A Pruning Primer

March 3, 2021 · 1 minute read
A Pruning Primer

Tree management is not a new practice. Throughout history humans have come up with myriad ways to coexist with our woody perennial friends. Still, our understanding of arboriculture expands each year, leaving many older methods out of favor.

One question that recurs from time to time is whether or not to paint over a fresh pruning cut. In the past, it was often recommended that, after a limb was pruned, the fresh wound should be covered with sealing paint. This would prevent decay and disease, encourage quick healing, and improve appearance. We now know these sealants have adverse effects on a tree. 

While it might seem to go against our understanding of wound healing from a human perspective, we need to remember that trees don’t work like us. When a tree loses a limb, whether from damage or from pruning, it tries to seal over the wound. It does not heal. So when it comes to covering up tree wounds, pruning sealant can actually slow this process down. Applying pruning sealant also traps moisture against the fresh pruning cut, which can exacerbate decay and cause health issues on its own. 

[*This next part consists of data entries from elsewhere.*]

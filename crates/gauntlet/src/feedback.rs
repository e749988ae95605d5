//! Audio feedback cues.
//!
//! The state machine names a cue; [`Feedback`] turns it into a short melody
//! and plays it on a background task. Playback is fire-and-forget: a muted
//! dispatcher or a failing sink never touches game state.

use std::io::Write;
use std::sync::Arc;
use std::time::Duration;
use tokio::task::JoinHandle;

/// Named feedback events
#[derive(Debug, Clone, Copy, PartialEq, Eq)]
pub enum FeedbackCue {
    /// Any button press
    Click,
    /// A challenge was solved
    Success,
    /// A wrong answer
    Error,
    /// The whole session was completed
    Victory,
}

#[derive(Debug, Clone, Copy, PartialEq, Eq)]
pub enum Waveform {
    Sine,
    Square,
    Sawtooth,
}

/// One note of a cue
#[derive(Debug, Clone, Copy, PartialEq)]
pub struct Tone {
    pub frequency_hz: f32,
    pub duration_ms: u64,
    pub waveform: Waveform,
    /// Delay from the start of the cue
    pub offset_ms: u64,
}

const fn tone(frequency_hz: f32, duration_ms: u64, waveform: Waveform, offset_ms: u64) -> Tone {
    Tone {
        frequency_hz,
        duration_ms,
        waveform,
        offset_ms,
    }
}

const CLICK: &[Tone] = &[tone(800.0, 50, Waveform::Square, 0)];

// C5 then E5
const SUCCESS: &[Tone] = &[
    tone(523.25, 100, Waveform::Sine, 0),
    tone(659.25, 150, Waveform::Sine, 100),
];

const ERROR: &[Tone] = &[tone(200.0, 200, Waveform::Sawtooth, 0)];

// C5 D5 E5 G5
const VICTORY: &[Tone] = &[
    tone(523.25, 200, Waveform::Sine, 0),
    tone(587.33, 200, Waveform::Sine, 150),
    tone(659.25, 200, Waveform::Sine, 300),
    tone(783.99, 200, Waveform::Sine, 450),
];

impl FeedbackCue {
    pub fn tones(&self) -> &'static [Tone] {
        match self {
            Self::Click => CLICK,
            Self::Success => SUCCESS,
            Self::Error => ERROR,
            Self::Victory => VICTORY,
        }
    }
}

/// Something that can make a tone audible
pub trait ToneSink: Send + Sync + 'static {
    fn play(&self, tone: &Tone) -> std::io::Result<()>;
}

/// Rings the terminal bell once per tone.
///
/// Terminals cannot synthesize pitch, so only the rhythm survives.
pub struct TerminalBell;

impl ToneSink for TerminalBell {
    fn play(&self, tone: &Tone) -> std::io::Result<()> {
        tracing::trace!(
            frequency_hz = tone.frequency_hz,
            duration_ms = tone.duration_ms,
            waveform = ?tone.waveform,
            "Bell"
        );
        let mut out = std::io::stdout();
        out.write_all(b"\x07")?;
        out.flush()
    }
}

/// Cue dispatcher
#[derive(Clone)]
pub struct Feedback {
    sound_enabled: bool,
    sink: Arc<dyn ToneSink>,
}

impl Feedback {
    pub fn new(sound_enabled: bool, sink: Arc<dyn ToneSink>) -> Self {
        Self {
            sound_enabled,
            sink,
        }
    }

    pub fn sound_enabled(&self) -> bool {
        self.sound_enabled
    }

    pub fn set_sound_enabled(&mut self, enabled: bool) {
        tracing::debug!(enabled, "Sound toggled");
        self.sound_enabled = enabled;
    }

    /// Play a cue in the background. Returns `None` when sound is off.
    ///
    /// Must be called from within a tokio runtime.
    pub fn cue(&self, cue: FeedbackCue) -> Option<JoinHandle<()>> {
        if !self.sound_enabled {
            return None;
        }

        let sink = self.sink.clone();
        Some(tokio::spawn(async move {
            let start = tokio::time::Instant::now();
            for tone in cue.tones() {
                tokio::time::sleep_until(start + Duration::from_millis(tone.offset_ms)).await;
                if let Err(e) = sink.play(tone) {
                    tracing::warn!(cue = ?cue, error = %e, "Tone playback failed");
                    break;
                }
            }
        }))
    }
}
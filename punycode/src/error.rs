//! Error types for Punycode conversion.

use thiserror::Error;

/// Errors that can occur while converting a label.
///
/// Input that simply isn't Punycode is not an error: [`crate::decode`]
/// hands it back unchanged.
#[derive(Debug, Clone, PartialEq, Eq, Error)]
pub enum Error {
    /// A character in the encoded tail is outside the 36 symbol alphabet.
    #[error("invalid symbol {symbol:?} at position {position}")]
    InvalidSymbol {
        /// The offending character.
        symbol: char,
        /// Character offset within the label, tag included.
        position: usize,
    },

    /// The encoded tail ended in the middle of a variable-length integer.
    #[error("encoded data ended unexpectedly")]
    UnexpectedEnd,

    /// A value is not a Unicode scalar value.
    #[error("code point out of range: U+{0:04X}")]
    OutOfRangeCodePoint(u32),

    /// The literal portion before the delimiter holds a non-ASCII character.
    #[error("non-basic code point in literal portion: {0:?}")]
    NonBasicLiteral(char),

    /// Delta arithmetic exceeded the supported range.
    #[error("overflow during decoding")]
    Overflow,
}

/// Result type alias for Punycode operations.
pub type Result<T> = std::result::Result<T, Error>;
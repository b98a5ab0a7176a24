//! Code point helpers: classification and UTF-8 packing.

use crate::bootstring::INITIAL_N;
use crate::error::{Error, Result};

/// A label split into its basic and non-basic code points.
///
/// Both subsequences keep the order of the original label.
#[derive(Debug, Clone, Default, PartialEq, Eq)]
pub struct Classified {
    /// Every code point of the label.
    pub all: Vec<u32>,
    /// Code points below 128, which are emitted literally.
    pub basic: Vec<u32>,
    /// Code points of 128 and above, which need encoding.
    pub non_basic: Vec<u32>,
}

impl Classified {
    /// Distinct non-basic code points in ascending order.
    ///
    /// The encoder makes one pass per value in this list.
    pub fn distinct_non_basic(&self) -> Vec<u32> {
        let mut distinct = self.non_basic.clone();
        distinct.sort_unstable();
        distinct.dedup();
        distinct
    }
}

/// Returns `true` if `cp` is emitted literally by the encoder.
pub(crate) fn is_basic(cp: u32) -> bool {
    cp < INITIAL_N
}

/// Split a code point sequence into basic and non-basic code points.
///
/// # Examples
///
/// ```
/// use punycode::classify;
///
/// let classified = classify(&[0x61, 0xFC, 0x62, 0xFC]);
/// assert_eq!(classified.basic, vec![0x61, 0x62]);
/// assert_eq!(classified.non_basic, vec![0xFC, 0xFC]);
/// assert_eq!(classified.distinct_non_basic(), vec![0xFC]);
/// ```
pub fn classify(input: &[u32]) -> Classified {
    let mut classified = Classified {
        all: Vec::with_capacity(input.len()),
        ..Classified::default()
    };

    for &cp in input {
        classified.all.push(cp);
        if is_basic(cp) {
            classified.basic.push(cp);
        } else {
            classified.non_basic.push(cp);
        }
    }

    classified
}

/// Convert a single code point to a `char`.
///
/// Fails for surrogates and values above `U+10FFFF`.
pub(crate) fn to_char(cp: u32) -> Result<char> {
    char::from_u32(cp).ok_or(Error::OutOfRangeCodePoint(cp))
}

/// Unpack text into its code points.
pub fn unpack(input: &str) -> Vec<u32> {
    input.chars().map(u32::from).collect()
}

/// Pack code points into text.
///
/// Fails on the first value that is not a Unicode scalar value.
pub fn pack(code_points: &[u32]) -> Result<String> {
    code_points.iter().map(|&cp| to_char(cp)).collect()
}
use vs_core::PostId;

/// Reports sent from a running generation job back to the controller.
#[derive(Debug, Clone, PartialEq)]
pub enum GenEvent {
    Progress {
        post_id: PostId,
        message: String,
    },
    Completed {
        post_id: PostId,
        url: String,
    },
    Failed {
        post_id: PostId,
        error: String,
    },
}

impl GenEvent {
    pub fn post_id(&self) -> &str {
        match self {
            Self::Progress { post_id, .. }
            | Self::Completed { post_id, .. }
            | Self::Failed { post_id, .. } => post_id,
        }
    }

    pub fn is_terminal(&self) -> bool {
        !matches!(self, Self::Progress { .. })
    }
}
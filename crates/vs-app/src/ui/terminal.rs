use std::io::Write;

use async_trait::async_trait;
use tokio::io::{AsyncBufReadExt, BufReader, Lines, Stdin};

use crate::state::AppState;
use crate::ui::post_list::render_state;
use crate::ui::Frontend;

/// Line-oriented front-end on stdin/stdout.
pub struct Terminal {
    lines: Lines<BufReader<Stdin>>,
}

impl Terminal {
    pub fn new() -> Self {
        Self {
            lines: BufReader::new(tokio::io::stdin()).lines(),
        }
    }
}

#[async_trait]
impl Frontend for Terminal {
    async fn next_input(&mut self) -> std::io::Result<Option<String>> {
        self.lines.next_line().await
    }

    async fn confirm(&mut self, message: &str) -> bool {
        print!("{message} [y/N] ");
        let _ = std::io::stdout().flush();

        match self.lines.next_line().await {
            Ok(Some(answer)) => matches!(answer.trim().to_ascii_lowercase().as_str(), "y" | "yes"),
            _ => false,
        }
    }

    fn alert(&mut self, message: &str) {
        println!("{message}");
    }

    fn show_status(&mut self, message: &str) {
        println!("  … {message}");
    }

    fn render(&mut self, state: &AppState) {
        println!("{}", render_state(state));
    }
}
use thiserror::Error;

use crate::post::PostStatus;

#[derive(Error, Debug, Clone, PartialEq)]
pub enum Error {
    #[error("Prompt must not be empty")]
    EmptyPrompt,

    #[error("No post with id {0}")]
    PostNotFound(String),

    #[error("Post {0} already exists")]
    DuplicatePost(String),

    #[error("Post {id} cannot move from {from} to {to}")]
    InvalidTransition {
        id: String,
        from: PostStatus,
        to: PostStatus,
    },

    #[error("Unknown {kind}: '{value}'")]
    UnknownOption { kind: &'static str, value: String },
}

pub type Result<T> = std::result::Result<T, Error>;
use std::sync::Arc;

use log::info;
use vs_core::Ledger;
use vs_veo::{ApiKey, VeoApi};

use crate::config::AppConfig;
use crate::generator::key::{EnvKeySelector, KeySelector};
use crate::generator::store::{FileStore, LedgerStore};
use crate::generator::video::VideoService;

pub mod key;
pub mod messages;
pub mod store;
pub mod video;

/// The video service plus the storage the ledger lives in.
pub struct Generator {
    service: Arc<VideoService>,
    store: Box<dyn LedgerStore>,
}

impl Generator {
    pub fn new(config: &AppConfig) -> anyhow::Result<Self> {
        let api_key = ApiKey::new(config.api_key.clone());
        let api = VeoApi::new(&config.api_base_url, &config.model, api_key.clone());
        info!("Using model {} at {}", api.model(), config.api_base_url);
        let api = Arc::new(api);
        let selector = Arc::new(EnvKeySelector::new(config.env_file.clone(), api_key.clone()));

        let service = VideoService::new(api, api_key, selector)
            .with_poll_interval(config.poll_interval);

        let store = FileStore::new(&config.data_dir)?;

        Ok(Self::from_parts(service, Box::new(store)))
    }

    pub fn from_parts(service: VideoService, store: Box<dyn LedgerStore>) -> Self {
        Self {
            service: Arc::new(service),
            store,
        }
    }

    pub fn service(&self) -> Arc<VideoService> {
        self.service.clone()
    }

    pub fn key_selector(&self) -> Arc<dyn KeySelector> {
        self.service.key_selector()
    }

    pub fn load_posts(&self) -> Ledger {
        store::load_ledger(self.store.as_ref())
    }

    pub fn save_posts(&self, ledger: &Ledger) -> anyhow::Result<()> {
        store::save_ledger(self.store.as_ref(), ledger)
    }
}
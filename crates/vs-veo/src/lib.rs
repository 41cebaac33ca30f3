//! Client for the Veo video-generation API.
//!
//! Video generation is a long-running operation: [`VideoApi::submit`]
//! returns an [`Operation`] handle that is re-fetched with
//! [`VideoApi::poll`] until it reports `done`.

pub mod api;
pub mod credential;
pub mod error;
pub mod operation;

pub use api::{VeoApi, VideoApi, VideoRequest, DEFAULT_BASE_URL, DEFAULT_MODEL};
pub use credential::ApiKey;
pub use error::VeoError;
pub use operation::Operation;
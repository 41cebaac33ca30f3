use serde::{Deserialize, Serialize};

use crate::error::{Error, Result};
use crate::options::Platform;
use crate::post::{Post, PostStatus};

/// Ordered list of posts, newest first.
///
/// All mutations go through id lookups so that several jobs finishing in any
/// order only ever touch their own entry.
#[derive(Debug, Clone, Default, PartialEq, Eq, Serialize, Deserialize)]
#[serde(transparent)]
pub struct Ledger {
    posts: Vec<Post>,
}

impl Ledger {
    pub fn new() -> Self {
        Self::default()
    }

    pub fn from_posts(posts: Vec<Post>) -> Self {
        Self { posts }
    }

    pub fn posts(&self) -> &[Post] {
        &self.posts
    }

    pub fn len(&self) -> usize {
        self.posts.len()
    }

    pub fn is_empty(&self) -> bool {
        self.posts.is_empty()
    }

    pub fn get(&self, id: &str) -> Option<&Post> {
        self.posts.iter().find(|p| p.id == id)
    }

    pub fn contains(&self, id: &str) -> bool {
        self.get(id).is_some()
    }

    /// Resolve a full id or an unambiguous id prefix.
    pub fn resolve_id(&self, prefix: &str) -> Option<&str> {
        if let Some(post) = self.get(prefix) {
            return Some(&post.id);
        }

        let mut matches = self.posts.iter().filter(|p| p.id.starts_with(prefix));
        match (matches.next(), matches.next()) {
            (Some(post), None) if !prefix.is_empty() => Some(&post.id),
            _ => None,
        }
    }

    /// Insert at the head.
    pub fn insert(&mut self, post: Post) -> Result<()> {
        if self.contains(&post.id) {
            return Err(Error::DuplicatePost(post.id));
        }
        self.posts.insert(0, post);
        Ok(())
    }

    /// `generating -> draft`, recording the playable reference.
    pub fn complete(&mut self, id: &str, url: impl Into<String>) -> Result<&Post> {
        let post = self.transition(id, PostStatus::Draft)?;
        post.url = url.into();
        Ok(&*post)
    }

    /// `generating -> failed`
    pub fn fail(&mut self, id: &str) -> Result<&Post> {
        let post = self.transition(id, PostStatus::Failed)?;
        Ok(&*post)
    }

    /// `draft -> posted`. Calling it on an already posted entry changes nothing.
    pub fn mark_posted(&mut self, id: &str, platform: Option<Platform>) -> Result<&Post> {
        let post = self.find_mut(id)?;
        if post.status != PostStatus::Posted {
            check_transition(post, PostStatus::Posted)?;
            post.status = PostStatus::Posted;
        }
        if platform.is_some() {
            post.platform = platform;
        }
        Ok(&*post)
    }

    /// Allowed from every state.
    pub fn remove(&mut self, id: &str) -> Option<Post> {
        let idx = self.posts.iter().position(|p| p.id == id)?;
        Some(self.posts.remove(idx))
    }

    /// Move entries left `generating` by a previous process to `failed`.
    /// Returns the ids that were changed.
    pub fn fail_stale(&mut self) -> Vec<String> {
        self.posts
            .iter_mut()
            .filter(|p| p.status.is_active())
            .map(|p| {
                p.status = PostStatus::Failed;
                p.id.clone()
            })
            .collect()
    }

    pub fn to_json(&self) -> serde_json::Result<String> {
        serde_json::to_string(self)
    }

    pub fn from_json(json: &str) -> serde_json::Result<Self> {
        serde_json::from_str(json)
    }

    fn find_mut(&mut self, id: &str) -> Result<&mut Post> {
        self.posts
            .iter_mut()
            .find(|p| p.id == id)
            .ok_or_else(|| Error::PostNotFound(id.to_string()))
    }

    fn transition(&mut self, id: &str, next: PostStatus) -> Result<&mut Post> {
        let post = self.find_mut(id)?;
        check_transition(post, next)?;
        post.status = next;
        Ok(post)
    }
}

fn check_transition(post: &Post, next: PostStatus) -> Result<()> {
    if post.status.can_transition_to(next) {
        Ok(())
    } else {
        Err(Error::InvalidTransition {
            id: post.id.clone(),
            from: post.status,
            to: next,
        })
    }
}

Pruning sealants are still readily available to homeowners at any home and garden center. These often petroleum-based products are also advertised as being great for sealing gutters and waterproofing outdoor surfaces. This clearly doesn’t sound like a good-natured product to apply to a living thing.

The best step to take with a fresh pruning cut is to leave it alone. It’s true that pruning cuts are often the entry-point for various pests and diseases, but the key to mitigating these problems is knowing when and how to prune your trees correctly.